In his On the Genealogy of Morals, Nietzsche explains that punishment comes from ancient forms of war. As he writes, "Punishment at this level of civilization is simply a copy, a mimus, of normal behaviour towards a hated, disarmed enemy who has been defeated" (page 47). He says that punishment is a replication of the way in which defeated enemies were treated in less advanced societies.
He writes that punishment today defies definition and that it is difficult to say why people are punished in the modern age. He says, "Today it is impossible to say precisely why people are actually punished: all concepts in which an entire process is semiotically concentrated defy definition; only something which has no history can be defined" (page 53). He goes on to say that punishment has been used in the past for many purposes, including preventing further harm, making payment to a creditor, inspiring fear in the perpetrator, correcting the advantages the perpetrator has enjoyed to date, rooting out the enemy, and even as celebrating a festival in which the enemy is destroyed, among other uses (pages 53-54).

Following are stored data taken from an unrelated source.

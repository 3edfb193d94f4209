//! User model and related types

use chrono::{DateTime, Utc};
use serde::{Deserialize, Serialize};
use sqlx::{Decode, Encode, FromRow, Postgres};
use utoipa::ToSchema;
use validator::Validate;

use crate::error::AppError;

/// User role, fixed at creation
#[derive(Debug, Clone, Copy, PartialEq, Eq, Serialize, Deserialize, ToSchema)]
#[serde(rename_all = "lowercase")]
pub enum Role {
    Student,
    Librarian,
}

impl Role {
    pub fn as_str(&self) -> &'static str {
        match self {
            Role::Student => "student",
            Role::Librarian => "librarian",
        }
    }
}

impl std::fmt::Display for Role {
    fn fmt(&self, f: &mut std::fmt::Formatter<'_>) -> std::fmt::Result {
        write!(f, "{}", self.as_str())
    }
}

impl std::str::FromStr for Role {
    type Err = String;

    fn from_str(s: &str) -> Result<Self, Self::Err> {
        match s.to_lowercase().as_str() {
            "student" => Ok(Role::Student),
            "librarian" => Ok(Role::Librarian),
            _ => Err(format!("Invalid role: {}", s)),
        }
    }
}

// SQLx conversion for Role (stored as TEXT)
impl sqlx::Type<Postgres> for Role {
    fn type_info() -> sqlx::postgres::PgTypeInfo {
        <String as sqlx::Type<Postgres>>::type_info()
    }
}

impl<'r> Decode<'r, Postgres> for Role {
    fn decode(value: sqlx::postgres::PgValueRef<'r>) -> Result<Self, sqlx::error::BoxDynError> {
        let s: String = Decode::<Postgres>::decode(value)?;
        s.parse().map_err(|e: String| e.into())
    }
}

impl Encode<'_, Postgres> for Role {
    fn encode_by_ref(&self, buf: &mut sqlx::postgres::PgArgumentBuffer) -> sqlx::encode::IsNull {
        <&str as Encode<Postgres>>::encode(self.as_str(), buf)
    }
}

/// Full user model from database
#[derive(Debug, Clone, Serialize, Deserialize, FromRow, ToSchema)]
#[serde(rename_all = "camelCase")]
pub struct User {
    pub id: i32,
    pub name: String,
    pub email: String,
    /// Argon2 hash, never serialized
    #[serde(skip_serializing, default)]
    pub password_hash: String,
    pub role: Role,
    /// Student registration number, present iff role is student
    pub student_id: Option<String>,
    pub created_at: DateTime<Utc>,
}

/// Student identity joined onto loan listings
#[derive(Debug, Clone, PartialEq, Serialize, Deserialize, ToSchema)]
#[serde(rename_all = "camelCase")]
pub struct StudentSummary {
    pub id: i32,
    pub name: String,
    pub email: String,
    pub student_id: Option<String>,
}

impl From<&User> for StudentSummary {
    fn from(user: &User) -> Self {
        Self {
            id: user.id,
            name: user.name.clone(),
            email: user.email.clone(),
            student_id: user.student_id.clone(),
        }
    }
}

/// Registration request
#[derive(Debug, Deserialize, Validate, ToSchema)]
#[serde(rename_all = "camelCase")]
pub struct RegisterUser {
    #[validate(length(min = 1, message = "Name is required"))]
    pub name: String,
    #[validate(email(message = "Invalid email format"))]
    pub email: String,
    #[validate(length(min = 6, message = "Password must be at least 6 characters"))]
    pub password: String,
    pub role: Role,
    pub student_id: Option<String>,
}

/// Login request
#[derive(Debug, Deserialize, ToSchema)]
#[serde(rename_all = "camelCase")]
pub struct LoginUser {
    pub email: String,
    pub password: String,
    /// Required for students, must match the registered number
    pub student_id: Option<String>,
}

/// Row to insert, with the password already hashed
#[derive(Debug, Clone, PartialEq)]
pub struct NewUser {
    pub name: String,
    pub email: String,
    pub password_hash: String,
    pub role: Role,
    pub student_id: Option<String>,
}

/// JWT Claims for authenticated users
#[derive(Debug, Clone, Serialize, Deserialize)]
pub struct UserClaims {
    pub sub: String,
    pub user_id: i32,
    pub role: Role,
    pub email: String,
    pub exp: i64,
    pub iat: i64,
}

impl UserClaims {
    /// Create a new JWT token
    pub fn create_token(&self, secret: &str) -> Result<String, jsonwebtoken::errors::Error> {
        use jsonwebtoken::{encode, EncodingKey, Header};
        encode(
            &Header::default(),
            self,
            &EncodingKey::from_secret(secret.as_bytes()),
        )
    }

    /// Parse JWT token
    pub fn from_token(token: &str, secret: &str) -> Result<Self, jsonwebtoken::errors::Error> {
        use jsonwebtoken::{decode, DecodingKey, Validation};
        let token_data = decode::<Self>(
            token,
            &DecodingKey::from_secret(secret.as_bytes()),
            &Validation::default(),
        )?;
        Ok(token_data.claims)
    }

    pub fn is_librarian(&self) -> bool {
        self.role == Role::Librarian
    }

    pub fn require_librarian(&self) -> Result<(), AppError> {
        if self.is_librarian() {
            Ok(())
        } else {
            Err(AppError::Authorization("Librarian role required".to_string()))
        }
    }

    /// Librarians may act on any user, students only on themselves
    pub fn require_self_or_librarian(&self, user_id: i32) -> Result<(), AppError> {
        if self.is_librarian() || self.user_id == user_id {
            Ok(())
        } else {
            Err(AppError::Authorization("Access limited to your own records".to_string()))
        }
    }
}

However, Nietzsche writes that the one supposed benefit of punishment, that it creates a feeling of remorse or guilt, what he calls a "pang of conscience" (page 54), rarely occurs. He writes, "On the whole, punishment makes men harder and colder, it concentrates, it sharpens the feeling of alienation; it strengthens the power to resist" (page 54). Punishment does not result in creating feelings of bad conscience in the offender; instead, the offender simply accepted his punishment in a fatalistic way. Therefore, the purpose of punishment comes from earlier forms of retribution rather than from its efficacy in creating feelings of guilt in the perpetrator.